=== INFORMATION SHOWN ===
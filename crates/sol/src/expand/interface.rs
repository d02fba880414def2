//! # Interfaces expansion
//!
//! The generated interface holds its own structs followed by one
//! declaration per ABI entry, in ABI order. Structs owned by other
//! containers are declared in sibling interfaces named after them, and
//! shared structs at file level (or in the `__Structs` wrapper).
use abisol_parser::AbiEntry;

use super::{
    ExpandContext, SolError, SolEvent, SolFallback, SolFunction, SolReceive, SolStruct, SolWriter,
};
use crate::declarations::Scope;
use crate::error::SolResult;

pub struct SolInterface;

impl SolInterface {
    pub fn expand(abi: &[AbiEntry], ctx: &ExpandContext) -> SolResult<String> {
        let mut entries = vec![];

        for entry in abi {
            let line = match entry {
                AbiEntry::Function(f) => Some(SolFunction::expand(f, ctx)?),
                // Interfaces can't declare constructors.
                AbiEntry::Constructor(_) => None,
                AbiEntry::Fallback(f) => Some(SolFallback::expand(f, ctx)?),
                AbiEntry::Receive(_) => SolReceive::expand(ctx)?,
                AbiEntry::Event(e) => Some(SolEvent::expand(e, ctx)?),
                AbiEntry::Error(e) => Some(SolError::expand(e, ctx)?),
            };

            if let Some(line) = line {
                entries.push(line);
            }
        }

        let structs = ctx.declarations.in_scope(&ctx.interface_scope());

        let mut writer = SolWriter::new();
        writer.open(&format!("interface {}", ctx.interface_name));

        SolStruct::expand_all(&structs, ctx, &mut writer)?;

        if !structs.is_empty() && !entries.is_empty() {
            writer.blank_line();
        }

        for line in &entries {
            writer.line(line);
        }

        writer.close();

        Ok(writer.finish())
    }

    /// Shared structs, `None` when there are none.
    pub fn expand_shared(ctx: &ExpandContext) -> SolResult<Option<String>> {
        let structs = ctx.declarations.in_scope(&Scope::Shared);

        if structs.is_empty() {
            return Ok(None);
        }

        let mut writer = SolWriter::new();

        match ctx.shared_interface() {
            Some(wrapper) => {
                writer.open(&format!("interface {}", wrapper));
                SolStruct::expand_all(&structs, ctx, &mut writer)?;
                writer.close();
            }
            None => SolStruct::expand_all(&structs, ctx, &mut writer)?,
        }

        Ok(Some(writer.finish()))
    }

    /// One interface per foreign container owning at least one struct.
    pub fn expand_containers(ctx: &ExpandContext) -> SolResult<Vec<String>> {
        let mut out = vec![];

        for container in ctx.declarations.containers() {
            if container.is_empty() || container == ctx.interface_name {
                continue;
            }

            let structs = ctx
                .declarations
                .in_scope(&Scope::Container(container.to_string()));

            if structs.is_empty() {
                continue;
            }

            let mut writer = SolWriter::new();
            writer.open(&format!("interface {}", container));
            SolStruct::expand_all(&structs, ctx, &mut writer)?;
            writer.close();

            out.push(writer.finish());
        }

        Ok(out)
    }
}

#[cfg(test)]
mod tests {
    use super::*;
    use crate::expand::test_utils::Fixture;
    use abisol_parser::{AbiConstructor, AbiFunction, AbiParameter, StateMutability};

    fn function(name: &str, inputs: Vec<AbiParameter>) -> AbiEntry {
        AbiEntry::Function(AbiFunction {
            name: name.to_string(),
            inputs,
            outputs: vec![],
            state_mutability: StateMutability::Nonpayable,
        })
    }

    #[test]
    fn test_constructor_is_skipped() {
        let abi = vec![
            AbiEntry::Constructor(AbiConstructor {
                inputs: vec![AbiParameter::new("owner", "address")],
                state_mutability: StateMutability::Nonpayable,
            }),
            function("pause", vec![]),
        ];

        let fixture = Fixture::new(&abi, "^0.8.0");

        assert_eq!(
            SolInterface::expand(&abi, &fixture.ctx()).unwrap(),
            "interface I {\n    function pause() external;\n}\n"
        );
    }

    #[test]
    fn test_own_structs_first() {
        let abi = vec![function(
            "set",
            vec![AbiParameter::tuple(
                "p",
                "tuple",
                vec![AbiParameter::new("x", "uint256")],
            )],
        )];

        let fixture = Fixture::new(&abi, "^0.8.0");

        assert_eq!(
            SolInterface::expand(&abi, &fixture.ctx()).unwrap(),
            "interface I {\n    struct S_0 {\n        uint256 x;\n    }\n\n    function set(S_0 calldata p) external;\n}\n"
        );
        assert!(SolInterface::expand_shared(&fixture.ctx()).unwrap().is_none());
        assert!(SolInterface::expand_containers(&fixture.ctx()).unwrap().is_empty());
    }

    #[test]
    fn test_shared_and_foreign_structs() {
        let shared = AbiParameter::tuple("a", "tuple", vec![AbiParameter::new("x", "uint8")])
            .with_internal_type("struct Shared");
        let foreign = AbiParameter::tuple("b", "tuple", vec![AbiParameter::new("y", "bool")])
            .with_internal_type("struct Vault.Config");
        let abi = vec![function("f", vec![shared, foreign])];

        let fixture = Fixture::new(&abi, "^0.8.0");
        let ctx = fixture.ctx();

        assert_eq!(
            SolInterface::expand_shared(&ctx).unwrap().unwrap(),
            "struct Shared {\n    uint8 x;\n}\n"
        );
        assert_eq!(
            SolInterface::expand_containers(&ctx).unwrap(),
            vec!["interface Vault {\n    struct Config {\n        bool y;\n    }\n}\n".to_string()]
        );

        let fixture = Fixture::new(&abi, "^0.5.0");
        assert_eq!(
            SolInterface::expand_shared(&fixture.ctx()).unwrap().unwrap(),
            "interface __Structs {\n    struct Shared {\n        uint8 x;\n    }\n}\n"
        );
    }
}
//! Solidity JSON ABI entries.
//!
//! The model follows the JSON emitted by `solc --abi`: every entry is tagged
//! by its `type` key, and parameters may nest `components` for tuple types.
//!
//! Older compilers emitted `constant`/`payable` flags instead of
//! `stateMutability`; these entries are normalized at deserialization time
//! (see `conversions.rs`), so the rest of the workspace only ever sees a
//! [`StateMutability`].
use serde::{Deserialize, Serialize};

use super::conversions::{RawConstructor, RawFallback, RawFunction};
use crate::tokens::AbiType;
use crate::AbiResult;

#[derive(Debug, Clone, Copy, Default, PartialEq, Eq, Hash, Serialize, Deserialize)]
#[serde(rename_all = "lowercase")]
pub enum StateMutability {
    Pure,
    View,
    #[default]
    Nonpayable,
    Payable,
}

impl StateMutability {
    pub fn as_str(&self) -> &'static str {
        match self {
            StateMutability::Pure => "pure",
            StateMutability::View => "view",
            StateMutability::Nonpayable => "nonpayable",
            StateMutability::Payable => "payable",
        }
    }

    pub fn is_payable(&self) -> bool {
        *self == StateMutability::Payable
    }
}

impl std::fmt::Display for StateMutability {
    fn fmt(&self, f: &mut std::fmt::Formatter<'_>) -> std::fmt::Result {
        f.write_str(self.as_str())
    }
}

/// A function input/output, an event or error input, or a tuple component.
#[derive(Debug, Clone, Default, PartialEq, Eq, Serialize, Deserialize)]
pub struct AbiParameter {
    #[serde(default)]
    pub name: String,
    #[serde(rename = "type")]
    pub r#type: String,
    #[serde(default, skip_serializing_if = "Option::is_none")]
    pub components: Option<Vec<AbiParameter>>,
    #[serde(
        rename = "internalType",
        default,
        skip_serializing_if = "Option::is_none"
    )]
    pub internal_type: Option<String>,
    #[serde(default, skip_serializing_if = "Option::is_none")]
    pub indexed: Option<bool>,
    /// Explicit structural signature of a tuple, overriding the one derived
    /// from `components`.
    #[serde(default, skip_serializing_if = "Option::is_none")]
    pub signature: Option<String>,
}

impl AbiParameter {
    pub fn new(name: &str, r#type: &str) -> Self {
        Self {
            name: name.to_string(),
            r#type: r#type.to_string(),
            ..Default::default()
        }
    }

    pub fn tuple(name: &str, r#type: &str, components: Vec<AbiParameter>) -> Self {
        Self {
            name: name.to_string(),
            r#type: r#type.to_string(),
            components: Some(components),
            ..Default::default()
        }
    }

    pub fn with_internal_type(mut self, internal_type: &str) -> Self {
        self.internal_type = Some(internal_type.to_string());
        self
    }

    pub fn indexed(mut self) -> Self {
        self.indexed = Some(true);
        self
    }

    pub fn components(&self) -> &[AbiParameter] {
        self.components.as_deref().unwrap_or_default()
    }

    pub fn is_indexed(&self) -> bool {
        self.indexed.unwrap_or(false)
    }

    pub fn abi_type(&self) -> AbiResult<AbiType> {
        AbiType::parse(&self.r#type)
    }
}

#[derive(Debug, Clone, PartialEq, Eq, Serialize, Deserialize)]
#[serde(from = "RawFunction")]
pub struct AbiFunction {
    pub name: String,
    pub inputs: Vec<AbiParameter>,
    pub outputs: Vec<AbiParameter>,
    #[serde(rename = "stateMutability")]
    pub state_mutability: StateMutability,
}

#[derive(Debug, Clone, PartialEq, Eq, Serialize, Deserialize)]
#[serde(from = "RawConstructor")]
pub struct AbiConstructor {
    pub inputs: Vec<AbiParameter>,
    #[serde(rename = "stateMutability")]
    pub state_mutability: StateMutability,
}

#[derive(Debug, Clone, PartialEq, Eq, Serialize, Deserialize)]
#[serde(from = "RawFallback")]
pub struct AbiFallback {
    #[serde(rename = "stateMutability")]
    pub state_mutability: StateMutability,
}

#[derive(Debug, Clone, PartialEq, Eq, Serialize, Deserialize)]
pub struct AbiReceive {
    #[serde(rename = "stateMutability", default = "payable")]
    pub state_mutability: StateMutability,
}

impl Default for AbiReceive {
    fn default() -> Self {
        Self {
            state_mutability: payable(),
        }
    }
}

fn payable() -> StateMutability {
    StateMutability::Payable
}

#[derive(Debug, Clone, PartialEq, Eq, Serialize, Deserialize)]
pub struct AbiEvent {
    pub name: String,
    #[serde(default)]
    pub inputs: Vec<AbiParameter>,
    #[serde(default)]
    pub anonymous: bool,
}

#[derive(Debug, Clone, PartialEq, Eq, Serialize, Deserialize)]
pub struct AbiError {
    pub name: String,
    #[serde(default)]
    pub inputs: Vec<AbiParameter>,
}

#[derive(Debug, Clone, PartialEq, Eq, Serialize, Deserialize)]
#[serde(tag = "type", rename_all = "lowercase")]
pub enum AbiEntry {
    Function(AbiFunction),
    Constructor(AbiConstructor),
    Fallback(AbiFallback),
    Receive(AbiReceive),
    Event(AbiEvent),
    Error(AbiError),
}

impl AbiEntry {
    pub fn kind(&self) -> &'static str {
        match self {
            AbiEntry::Function(_) => "function",
            AbiEntry::Constructor(_) => "constructor",
            AbiEntry::Fallback(_) => "fallback",
            AbiEntry::Receive(_) => "receive",
            AbiEntry::Event(_) => "event",
            AbiEntry::Error(_) => "error",
        }
    }

    pub fn name(&self) -> Option<&str> {
        match self {
            AbiEntry::Function(f) => Some(&f.name),
            AbiEntry::Event(e) => Some(&e.name),
            AbiEntry::Error(e) => Some(&e.name),
            AbiEntry::Constructor(_) | AbiEntry::Fallback(_) | AbiEntry::Receive(_) => None,
        }
    }

    /// All the top level parameters of the entry, inputs first.
    pub fn parameters(&self) -> impl Iterator<Item = &AbiParameter> {
        let (inputs, outputs) = match self {
            AbiEntry::Function(f) => (f.inputs.as_slice(), f.outputs.as_slice()),
            AbiEntry::Constructor(c) => (c.inputs.as_slice(), &[][..]),
            AbiEntry::Event(e) => (e.inputs.as_slice(), &[][..]),
            AbiEntry::Error(e) => (e.inputs.as_slice(), &[][..]),
            AbiEntry::Fallback(_) | AbiEntry::Receive(_) => (&[][..], &[][..]),
        };

        inputs.iter().chain(outputs.iter())
    }
}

=== PROBLEM STATEMENT ===
All lines in the records above that contain "outputs" are to be reported.

=== SOLUTION TO THIS TASK ===
            outputs: vec![],
    pub outputs: Vec<AbiParameter>,
        let (inputs, outputs) = match self {
            AbiEntry::Function(f) => (f.inputs.as_slice(), f.outputs.as_slice()),
        inputs.iter().chain(outputs.iter())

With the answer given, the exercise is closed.